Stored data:
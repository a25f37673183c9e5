//! Core reference types.

use serde::{Deserialize, Serialize};

use ply_types::Hash;

/// Namespace of branch refs.
pub const BRANCH_PREFIX: &str = "refs/heads/";
/// Namespace of tag refs.
pub const TAG_PREFIX: &str = "refs/tags/";

/// A named pointer to a commit (branches) or tag object (tags).
#[derive(Clone, Debug, PartialEq, Eq, Serialize, Deserialize)]
pub enum Ref {
    /// A mutable pointer that advances as commits are made.
    Branch {
        /// Short branch name (e.g. "main", "feature/auth").
        name: String,
        /// Hash of the commit at the tip of this branch.
        target: Hash,
    },

    /// An immutable pointer.
    Tag {
        /// Tag name (e.g. "v1.0.0").
        name: String,
        /// Hash of the tag value, which in turn names a commit.
        target: Hash,
    },
}

impl Ref {
    pub fn branch(name: impl Into<String>, target: Hash) -> Self {
        Ref::Branch {
            name: name.into(),
            target,
        }
    }

    pub fn tag(name: impl Into<String>, target: Hash) -> Self {
        Ref::Tag {
            name: name.into(),
            target,
        }
    }

    /// Returns the canonical name for this ref (e.g. "refs/heads/main").
    pub fn canonical_name(&self) -> String {
        match self {
            Ref::Branch { name, .. } => format!("{BRANCH_PREFIX}{name}"),
            Ref::Tag { name, .. } => format!("{TAG_PREFIX}{name}"),
        }
    }

    /// Returns the short name of this ref (without the refs/ prefix).
    pub fn short_name(&self) -> &str {
        match self {
            Ref::Branch { name, .. } | Ref::Tag { name, .. } => name,
        }
    }

    pub fn is_branch(&self) -> bool {
        matches!(self, Ref::Branch { .. })
    }

    pub fn is_tag(&self) -> bool {
        matches!(self, Ref::Tag { .. })
    }

    pub fn target_hash(&self) -> Hash {
        match self {
            Ref::Branch { target, .. } | Ref::Tag { target, .. } => *target,
        }
    }
}

/// An in-progress merge.
#[derive(Clone, Debug, PartialEq, Eq, Serialize, Deserialize)]
pub struct MergeState {
    /// The revision the user merged (branch name, tag or commit hash).
    pub source_ref: String,
    /// The commit being merged in.
    pub commit: Hash,
    /// Working root before the merge started, restored by an abort.
    pub pre_merge_working: Hash,
}

/// The mutable state of one checkout.
///
/// `working` and `staged` are root-value hashes; `head` names the branch
/// whose commit is the head root.
#[derive(Clone, Debug, PartialEq, Eq, Serialize, Deserialize)]
pub struct RepoState {
    /// Short name of the checked-out branch.
    pub head: String,
    /// Root value of the working set.
    pub working: Hash,
    /// Root value of the staged set.
    pub staged: Hash,
    /// Present while a merge is in progress.
    pub merge: Option<MergeState>,
}

impl RepoState {
    /// A clean state on `head` with working and staged both at `root`.
    pub fn new(head: impl Into<String>, root: Hash) -> Self {
        Self {
            head: head.into(),
            working: root,
            staged: root,
            merge: None,
        }
    }

    pub fn is_merging(&self) -> bool {
        self.merge.is_some()
    }

    /// Canonical ref name of the checked-out branch.
    pub fn head_ref_name(&self) -> String {
        format!("{BRANCH_PREFIX}{}", self.head)
    }
}
use thiserror::Error;

use ply_db::DbError;
use ply_merge::MergeError;
use ply_refs::RefError;
use ply_stage::StageError;

#[derive(Debug, Error)]
pub enum SdkError {
    #[error("branch not found: {0}")]
    BranchNotFound(String),

    #[error("table not found: {0}")]
    TableNotFound(String),

    #[error("nothing to commit")]
    NothingToCommit,

    #[error("unresolved conflicts in: {}", .tables.join(", "))]
    UnresolvedConflicts { tables: Vec<String> },

    #[error("uncommitted changes in: {}", .tables.join(", "))]
    DirtyWorkingSet { tables: Vec<String> },

    #[error("a merge is in progress")]
    MergeInProgress,

    #[error(transparent)]
    Db(#[from] DbError),

    #[error(transparent)]
    Stage(#[from] StageError),

    #[error(transparent)]
    Merge(#[from] MergeError),

    #[error("ref error: {0}")]
    Ref(#[from] RefError),
}

pub type SdkResult<T> = Result<T, SdkError>;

> _WHAT IS NEEDED_
Gather each line in the entries above where the string "StageError" is found.

> _ANSWER SECTION_
use ply_stage::StageError;
    Stage(#[from] StageError),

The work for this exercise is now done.